YOUR INSTRUCTIONS => For the records below, tally the lines that include the word "source" and give only the tally.

RECORDS FOR PROCESSING =>
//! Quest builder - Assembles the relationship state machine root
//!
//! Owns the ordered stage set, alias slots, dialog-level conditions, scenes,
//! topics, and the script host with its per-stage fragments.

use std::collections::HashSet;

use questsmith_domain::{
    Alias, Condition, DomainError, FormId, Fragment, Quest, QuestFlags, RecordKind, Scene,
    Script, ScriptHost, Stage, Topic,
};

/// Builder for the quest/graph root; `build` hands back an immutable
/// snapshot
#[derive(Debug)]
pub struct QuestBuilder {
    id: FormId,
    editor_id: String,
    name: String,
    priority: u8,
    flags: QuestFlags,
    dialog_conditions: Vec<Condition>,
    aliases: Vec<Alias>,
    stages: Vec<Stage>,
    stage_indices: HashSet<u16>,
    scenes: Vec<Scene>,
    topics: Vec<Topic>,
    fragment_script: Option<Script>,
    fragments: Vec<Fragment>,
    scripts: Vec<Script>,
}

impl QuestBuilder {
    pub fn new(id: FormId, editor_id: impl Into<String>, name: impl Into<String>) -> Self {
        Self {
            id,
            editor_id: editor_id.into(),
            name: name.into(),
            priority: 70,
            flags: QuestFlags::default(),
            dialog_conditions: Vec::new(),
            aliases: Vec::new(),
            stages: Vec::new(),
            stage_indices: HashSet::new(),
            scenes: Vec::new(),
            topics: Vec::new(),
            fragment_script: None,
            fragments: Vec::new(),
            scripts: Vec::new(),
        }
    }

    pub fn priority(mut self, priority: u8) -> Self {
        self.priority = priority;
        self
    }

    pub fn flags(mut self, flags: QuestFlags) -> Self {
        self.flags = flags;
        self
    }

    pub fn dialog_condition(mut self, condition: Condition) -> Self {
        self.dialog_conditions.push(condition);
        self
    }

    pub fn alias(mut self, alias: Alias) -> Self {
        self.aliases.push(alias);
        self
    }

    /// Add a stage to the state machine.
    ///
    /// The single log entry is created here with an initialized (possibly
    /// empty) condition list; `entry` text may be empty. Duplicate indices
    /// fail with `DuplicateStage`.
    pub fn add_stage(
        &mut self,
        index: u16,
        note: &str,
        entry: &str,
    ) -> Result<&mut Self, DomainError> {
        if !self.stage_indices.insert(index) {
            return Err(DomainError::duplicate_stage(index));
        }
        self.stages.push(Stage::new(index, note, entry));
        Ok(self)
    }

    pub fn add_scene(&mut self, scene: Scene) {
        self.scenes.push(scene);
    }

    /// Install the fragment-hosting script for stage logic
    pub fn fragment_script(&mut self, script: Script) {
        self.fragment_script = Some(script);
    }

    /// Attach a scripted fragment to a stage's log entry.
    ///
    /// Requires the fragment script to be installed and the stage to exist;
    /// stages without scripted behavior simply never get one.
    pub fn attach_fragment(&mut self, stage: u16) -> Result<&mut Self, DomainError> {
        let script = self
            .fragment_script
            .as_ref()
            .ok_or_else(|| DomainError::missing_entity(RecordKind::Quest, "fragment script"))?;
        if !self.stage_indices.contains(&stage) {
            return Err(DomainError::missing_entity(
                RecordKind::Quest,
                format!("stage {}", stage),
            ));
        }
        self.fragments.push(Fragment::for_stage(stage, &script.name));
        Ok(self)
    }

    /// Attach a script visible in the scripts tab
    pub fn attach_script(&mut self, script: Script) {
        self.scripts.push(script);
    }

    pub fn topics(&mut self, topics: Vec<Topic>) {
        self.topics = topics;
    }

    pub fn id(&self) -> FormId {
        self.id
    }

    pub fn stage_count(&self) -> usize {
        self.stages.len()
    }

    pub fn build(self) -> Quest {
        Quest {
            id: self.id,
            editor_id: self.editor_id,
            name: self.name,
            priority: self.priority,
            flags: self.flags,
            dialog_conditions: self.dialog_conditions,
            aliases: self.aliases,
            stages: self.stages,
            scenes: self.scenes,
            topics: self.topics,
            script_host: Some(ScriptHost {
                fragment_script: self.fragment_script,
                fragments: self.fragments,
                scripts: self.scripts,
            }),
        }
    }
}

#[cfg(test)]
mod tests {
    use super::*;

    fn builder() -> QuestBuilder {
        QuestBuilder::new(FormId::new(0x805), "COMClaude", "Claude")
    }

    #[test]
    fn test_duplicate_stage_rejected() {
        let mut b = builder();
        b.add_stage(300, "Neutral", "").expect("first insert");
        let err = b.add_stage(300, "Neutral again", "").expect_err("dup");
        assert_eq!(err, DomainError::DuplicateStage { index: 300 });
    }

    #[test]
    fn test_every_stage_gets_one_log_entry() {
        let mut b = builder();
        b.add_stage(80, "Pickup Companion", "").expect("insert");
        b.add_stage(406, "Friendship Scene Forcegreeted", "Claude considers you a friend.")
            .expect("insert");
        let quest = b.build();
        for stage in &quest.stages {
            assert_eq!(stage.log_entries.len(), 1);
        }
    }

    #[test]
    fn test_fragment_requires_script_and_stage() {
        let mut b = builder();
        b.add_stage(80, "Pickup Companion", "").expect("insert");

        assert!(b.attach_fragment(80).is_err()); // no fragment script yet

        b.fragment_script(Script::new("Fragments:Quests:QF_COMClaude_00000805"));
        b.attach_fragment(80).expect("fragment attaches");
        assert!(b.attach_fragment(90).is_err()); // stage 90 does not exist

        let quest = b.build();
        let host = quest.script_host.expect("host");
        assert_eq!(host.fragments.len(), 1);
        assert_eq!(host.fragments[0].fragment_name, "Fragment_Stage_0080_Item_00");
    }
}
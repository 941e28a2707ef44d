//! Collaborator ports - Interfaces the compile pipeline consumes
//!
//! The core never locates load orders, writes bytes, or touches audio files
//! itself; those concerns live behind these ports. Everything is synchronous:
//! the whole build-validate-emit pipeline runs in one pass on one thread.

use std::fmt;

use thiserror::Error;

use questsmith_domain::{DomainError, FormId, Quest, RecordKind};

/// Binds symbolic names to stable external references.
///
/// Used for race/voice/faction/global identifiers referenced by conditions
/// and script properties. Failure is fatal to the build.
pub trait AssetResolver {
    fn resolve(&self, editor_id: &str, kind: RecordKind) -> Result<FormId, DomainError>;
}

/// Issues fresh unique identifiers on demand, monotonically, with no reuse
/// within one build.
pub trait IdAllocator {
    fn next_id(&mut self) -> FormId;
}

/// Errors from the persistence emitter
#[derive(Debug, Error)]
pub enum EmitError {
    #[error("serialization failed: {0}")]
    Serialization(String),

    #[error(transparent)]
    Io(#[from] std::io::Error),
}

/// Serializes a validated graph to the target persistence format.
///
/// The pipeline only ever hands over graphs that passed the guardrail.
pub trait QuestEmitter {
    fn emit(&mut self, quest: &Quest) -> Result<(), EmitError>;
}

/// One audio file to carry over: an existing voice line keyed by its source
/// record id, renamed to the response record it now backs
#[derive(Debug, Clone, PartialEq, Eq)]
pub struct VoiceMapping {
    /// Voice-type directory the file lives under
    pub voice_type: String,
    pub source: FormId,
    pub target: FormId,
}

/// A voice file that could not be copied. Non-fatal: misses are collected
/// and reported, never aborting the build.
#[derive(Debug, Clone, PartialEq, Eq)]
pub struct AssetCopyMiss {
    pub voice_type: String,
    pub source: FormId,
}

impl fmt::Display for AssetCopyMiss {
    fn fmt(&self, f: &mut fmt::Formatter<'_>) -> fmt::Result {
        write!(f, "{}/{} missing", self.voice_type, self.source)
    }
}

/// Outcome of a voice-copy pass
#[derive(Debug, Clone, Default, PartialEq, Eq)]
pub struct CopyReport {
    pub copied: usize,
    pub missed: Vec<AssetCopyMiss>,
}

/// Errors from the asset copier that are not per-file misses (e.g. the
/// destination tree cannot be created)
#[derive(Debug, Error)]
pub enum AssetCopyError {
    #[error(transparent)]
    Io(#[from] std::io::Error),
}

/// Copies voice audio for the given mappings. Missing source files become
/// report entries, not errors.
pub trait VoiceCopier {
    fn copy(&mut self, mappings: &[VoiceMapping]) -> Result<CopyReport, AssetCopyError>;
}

ANSWER SECTION => 5